• Records for the task:
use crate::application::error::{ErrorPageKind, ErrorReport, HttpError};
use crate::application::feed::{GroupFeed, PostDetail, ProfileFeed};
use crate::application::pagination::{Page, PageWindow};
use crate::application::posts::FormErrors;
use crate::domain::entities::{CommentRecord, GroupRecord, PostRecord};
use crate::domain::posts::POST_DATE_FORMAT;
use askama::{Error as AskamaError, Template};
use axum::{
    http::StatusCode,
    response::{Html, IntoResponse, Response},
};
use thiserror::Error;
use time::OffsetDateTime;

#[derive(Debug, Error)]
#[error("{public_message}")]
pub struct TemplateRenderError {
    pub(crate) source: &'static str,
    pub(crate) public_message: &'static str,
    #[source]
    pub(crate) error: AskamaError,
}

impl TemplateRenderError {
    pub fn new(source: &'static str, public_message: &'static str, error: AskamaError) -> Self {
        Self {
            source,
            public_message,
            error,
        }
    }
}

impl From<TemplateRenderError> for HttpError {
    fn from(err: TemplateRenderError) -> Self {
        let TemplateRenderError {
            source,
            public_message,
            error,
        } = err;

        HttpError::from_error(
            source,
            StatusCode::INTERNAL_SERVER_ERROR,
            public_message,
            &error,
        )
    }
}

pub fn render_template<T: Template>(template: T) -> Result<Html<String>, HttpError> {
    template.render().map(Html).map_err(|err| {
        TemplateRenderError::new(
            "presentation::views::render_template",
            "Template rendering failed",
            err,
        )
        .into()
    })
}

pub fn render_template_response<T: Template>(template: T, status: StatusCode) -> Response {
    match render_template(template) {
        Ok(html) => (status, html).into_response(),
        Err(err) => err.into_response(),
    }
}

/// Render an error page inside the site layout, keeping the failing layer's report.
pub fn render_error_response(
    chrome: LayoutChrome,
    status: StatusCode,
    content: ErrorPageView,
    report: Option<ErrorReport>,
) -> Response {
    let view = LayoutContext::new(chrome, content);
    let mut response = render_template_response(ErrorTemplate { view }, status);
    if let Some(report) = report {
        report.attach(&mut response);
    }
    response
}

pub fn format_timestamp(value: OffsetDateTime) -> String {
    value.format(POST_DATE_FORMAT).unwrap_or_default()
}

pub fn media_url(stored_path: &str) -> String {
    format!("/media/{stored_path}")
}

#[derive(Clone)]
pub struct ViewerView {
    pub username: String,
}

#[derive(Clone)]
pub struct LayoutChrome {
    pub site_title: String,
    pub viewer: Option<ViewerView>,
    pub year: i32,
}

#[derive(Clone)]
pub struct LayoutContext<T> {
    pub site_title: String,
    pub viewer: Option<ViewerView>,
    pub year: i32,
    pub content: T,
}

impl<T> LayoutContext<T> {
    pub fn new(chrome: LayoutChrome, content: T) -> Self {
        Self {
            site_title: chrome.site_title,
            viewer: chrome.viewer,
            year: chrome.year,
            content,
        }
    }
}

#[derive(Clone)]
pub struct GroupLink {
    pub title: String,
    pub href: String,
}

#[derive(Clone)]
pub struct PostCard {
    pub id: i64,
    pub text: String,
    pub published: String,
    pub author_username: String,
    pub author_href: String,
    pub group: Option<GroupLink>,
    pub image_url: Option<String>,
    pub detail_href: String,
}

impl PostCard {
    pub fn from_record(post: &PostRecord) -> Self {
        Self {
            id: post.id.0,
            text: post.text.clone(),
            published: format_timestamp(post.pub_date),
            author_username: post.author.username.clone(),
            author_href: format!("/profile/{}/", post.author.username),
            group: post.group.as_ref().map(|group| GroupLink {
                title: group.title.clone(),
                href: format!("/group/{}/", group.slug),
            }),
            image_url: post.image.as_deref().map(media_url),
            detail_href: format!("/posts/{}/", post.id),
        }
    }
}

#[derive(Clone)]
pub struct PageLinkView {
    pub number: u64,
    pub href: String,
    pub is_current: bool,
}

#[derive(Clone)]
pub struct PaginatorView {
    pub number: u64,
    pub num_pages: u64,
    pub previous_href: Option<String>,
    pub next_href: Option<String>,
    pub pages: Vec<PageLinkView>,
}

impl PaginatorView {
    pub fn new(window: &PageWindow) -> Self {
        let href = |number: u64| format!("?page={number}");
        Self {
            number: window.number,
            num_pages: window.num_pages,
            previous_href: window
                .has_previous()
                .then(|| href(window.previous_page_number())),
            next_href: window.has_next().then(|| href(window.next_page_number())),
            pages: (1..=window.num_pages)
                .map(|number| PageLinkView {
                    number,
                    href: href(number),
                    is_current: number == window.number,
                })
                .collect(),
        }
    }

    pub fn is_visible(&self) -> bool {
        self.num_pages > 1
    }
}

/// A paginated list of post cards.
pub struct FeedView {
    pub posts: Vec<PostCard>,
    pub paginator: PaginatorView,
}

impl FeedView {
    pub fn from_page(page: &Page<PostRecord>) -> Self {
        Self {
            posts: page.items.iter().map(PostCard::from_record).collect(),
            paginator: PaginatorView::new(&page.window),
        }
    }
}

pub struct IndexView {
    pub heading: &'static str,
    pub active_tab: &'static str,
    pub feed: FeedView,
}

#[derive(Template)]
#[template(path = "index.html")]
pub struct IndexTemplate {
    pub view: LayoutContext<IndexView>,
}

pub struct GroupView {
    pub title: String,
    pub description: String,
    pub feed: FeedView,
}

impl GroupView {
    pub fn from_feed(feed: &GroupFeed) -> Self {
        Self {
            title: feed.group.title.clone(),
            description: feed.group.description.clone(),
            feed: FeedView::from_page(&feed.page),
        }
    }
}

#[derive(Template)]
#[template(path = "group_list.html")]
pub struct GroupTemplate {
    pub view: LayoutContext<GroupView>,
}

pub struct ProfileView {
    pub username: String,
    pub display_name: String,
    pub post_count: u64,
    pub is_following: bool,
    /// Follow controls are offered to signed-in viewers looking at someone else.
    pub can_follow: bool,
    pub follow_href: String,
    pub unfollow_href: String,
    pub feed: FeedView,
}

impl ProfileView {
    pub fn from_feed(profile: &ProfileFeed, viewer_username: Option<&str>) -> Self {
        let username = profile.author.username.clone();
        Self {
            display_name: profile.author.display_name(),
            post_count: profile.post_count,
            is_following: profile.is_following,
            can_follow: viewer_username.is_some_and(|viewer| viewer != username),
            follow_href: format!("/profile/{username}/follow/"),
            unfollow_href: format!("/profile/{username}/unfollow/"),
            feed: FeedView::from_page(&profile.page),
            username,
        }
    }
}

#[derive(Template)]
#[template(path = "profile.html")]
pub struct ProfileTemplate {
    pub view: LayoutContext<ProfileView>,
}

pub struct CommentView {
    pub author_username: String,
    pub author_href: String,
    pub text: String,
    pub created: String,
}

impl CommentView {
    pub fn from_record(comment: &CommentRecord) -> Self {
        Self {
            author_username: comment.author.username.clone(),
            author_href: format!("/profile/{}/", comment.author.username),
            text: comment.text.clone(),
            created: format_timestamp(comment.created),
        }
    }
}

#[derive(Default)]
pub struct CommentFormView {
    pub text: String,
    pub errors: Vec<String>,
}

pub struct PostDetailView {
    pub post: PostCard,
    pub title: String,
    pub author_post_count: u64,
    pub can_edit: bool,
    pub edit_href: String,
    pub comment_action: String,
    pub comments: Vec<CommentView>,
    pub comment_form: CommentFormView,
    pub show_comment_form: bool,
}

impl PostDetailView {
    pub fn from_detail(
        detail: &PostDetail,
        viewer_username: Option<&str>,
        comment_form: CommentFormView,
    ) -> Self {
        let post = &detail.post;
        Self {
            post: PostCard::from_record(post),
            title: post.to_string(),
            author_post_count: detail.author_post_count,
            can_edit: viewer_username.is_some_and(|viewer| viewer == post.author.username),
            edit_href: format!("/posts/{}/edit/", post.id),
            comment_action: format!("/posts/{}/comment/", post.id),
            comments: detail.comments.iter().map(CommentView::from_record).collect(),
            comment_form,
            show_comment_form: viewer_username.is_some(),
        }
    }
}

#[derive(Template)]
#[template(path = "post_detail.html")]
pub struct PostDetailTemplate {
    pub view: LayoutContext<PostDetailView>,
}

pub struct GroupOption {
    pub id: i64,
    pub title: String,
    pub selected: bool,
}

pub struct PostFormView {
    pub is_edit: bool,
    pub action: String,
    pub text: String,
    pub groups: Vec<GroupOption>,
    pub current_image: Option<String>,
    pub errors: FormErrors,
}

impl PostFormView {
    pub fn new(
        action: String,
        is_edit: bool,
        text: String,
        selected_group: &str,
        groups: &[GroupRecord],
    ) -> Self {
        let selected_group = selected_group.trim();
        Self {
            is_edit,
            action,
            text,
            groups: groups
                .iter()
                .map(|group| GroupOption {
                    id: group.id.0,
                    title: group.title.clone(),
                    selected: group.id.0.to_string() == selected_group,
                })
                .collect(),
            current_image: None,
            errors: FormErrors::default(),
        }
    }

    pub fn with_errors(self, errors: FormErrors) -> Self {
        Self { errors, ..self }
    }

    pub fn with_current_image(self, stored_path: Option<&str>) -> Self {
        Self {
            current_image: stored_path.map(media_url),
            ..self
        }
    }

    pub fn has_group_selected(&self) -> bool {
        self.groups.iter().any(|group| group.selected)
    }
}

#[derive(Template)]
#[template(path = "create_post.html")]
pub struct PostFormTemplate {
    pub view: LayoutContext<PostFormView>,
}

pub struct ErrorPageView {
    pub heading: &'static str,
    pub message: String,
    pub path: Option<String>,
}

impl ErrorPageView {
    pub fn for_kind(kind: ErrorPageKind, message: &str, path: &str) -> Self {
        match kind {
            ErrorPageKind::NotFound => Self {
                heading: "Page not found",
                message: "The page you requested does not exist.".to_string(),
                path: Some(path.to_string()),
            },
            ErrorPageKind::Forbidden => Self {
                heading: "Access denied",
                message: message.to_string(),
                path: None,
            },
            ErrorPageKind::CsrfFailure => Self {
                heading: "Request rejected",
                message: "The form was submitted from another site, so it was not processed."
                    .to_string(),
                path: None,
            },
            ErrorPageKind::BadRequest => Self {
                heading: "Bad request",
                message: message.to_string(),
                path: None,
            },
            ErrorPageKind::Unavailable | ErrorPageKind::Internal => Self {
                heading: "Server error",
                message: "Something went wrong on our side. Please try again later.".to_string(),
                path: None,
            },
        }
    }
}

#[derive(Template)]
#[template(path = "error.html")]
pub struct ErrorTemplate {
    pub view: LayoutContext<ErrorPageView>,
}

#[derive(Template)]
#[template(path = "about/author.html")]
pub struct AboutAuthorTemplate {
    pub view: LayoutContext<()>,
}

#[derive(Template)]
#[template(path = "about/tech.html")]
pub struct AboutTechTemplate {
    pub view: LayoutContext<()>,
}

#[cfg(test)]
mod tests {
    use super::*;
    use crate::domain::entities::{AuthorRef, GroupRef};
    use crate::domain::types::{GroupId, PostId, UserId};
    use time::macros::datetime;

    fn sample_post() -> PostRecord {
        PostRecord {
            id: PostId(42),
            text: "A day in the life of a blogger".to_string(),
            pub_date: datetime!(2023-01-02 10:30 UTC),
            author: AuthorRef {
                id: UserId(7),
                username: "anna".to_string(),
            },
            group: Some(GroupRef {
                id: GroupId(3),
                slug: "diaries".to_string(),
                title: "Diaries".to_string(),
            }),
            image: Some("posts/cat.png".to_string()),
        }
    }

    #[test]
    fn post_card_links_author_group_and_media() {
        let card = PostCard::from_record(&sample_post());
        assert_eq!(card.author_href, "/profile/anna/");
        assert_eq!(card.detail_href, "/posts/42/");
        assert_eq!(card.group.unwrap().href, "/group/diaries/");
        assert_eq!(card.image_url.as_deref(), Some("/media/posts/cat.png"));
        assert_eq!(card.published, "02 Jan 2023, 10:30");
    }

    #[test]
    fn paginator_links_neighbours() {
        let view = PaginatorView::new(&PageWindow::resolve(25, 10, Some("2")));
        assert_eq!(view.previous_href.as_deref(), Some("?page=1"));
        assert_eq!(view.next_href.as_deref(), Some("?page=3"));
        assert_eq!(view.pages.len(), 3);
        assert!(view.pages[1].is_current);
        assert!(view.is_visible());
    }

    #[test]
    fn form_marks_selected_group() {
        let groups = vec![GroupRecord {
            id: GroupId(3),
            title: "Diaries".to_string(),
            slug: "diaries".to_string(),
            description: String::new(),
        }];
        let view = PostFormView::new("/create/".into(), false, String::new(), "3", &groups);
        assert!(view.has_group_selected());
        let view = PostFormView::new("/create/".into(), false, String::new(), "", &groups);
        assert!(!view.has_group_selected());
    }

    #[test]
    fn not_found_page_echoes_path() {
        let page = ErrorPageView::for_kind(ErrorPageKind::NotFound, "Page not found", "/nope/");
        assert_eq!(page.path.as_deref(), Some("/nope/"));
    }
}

• Task statement: When the word "OffsetDateTime" turns up on a line of the material above, copy that line.

• Result of the task:
use time::OffsetDateTime;
pub fn format_timestamp(value: OffsetDateTime) -> String {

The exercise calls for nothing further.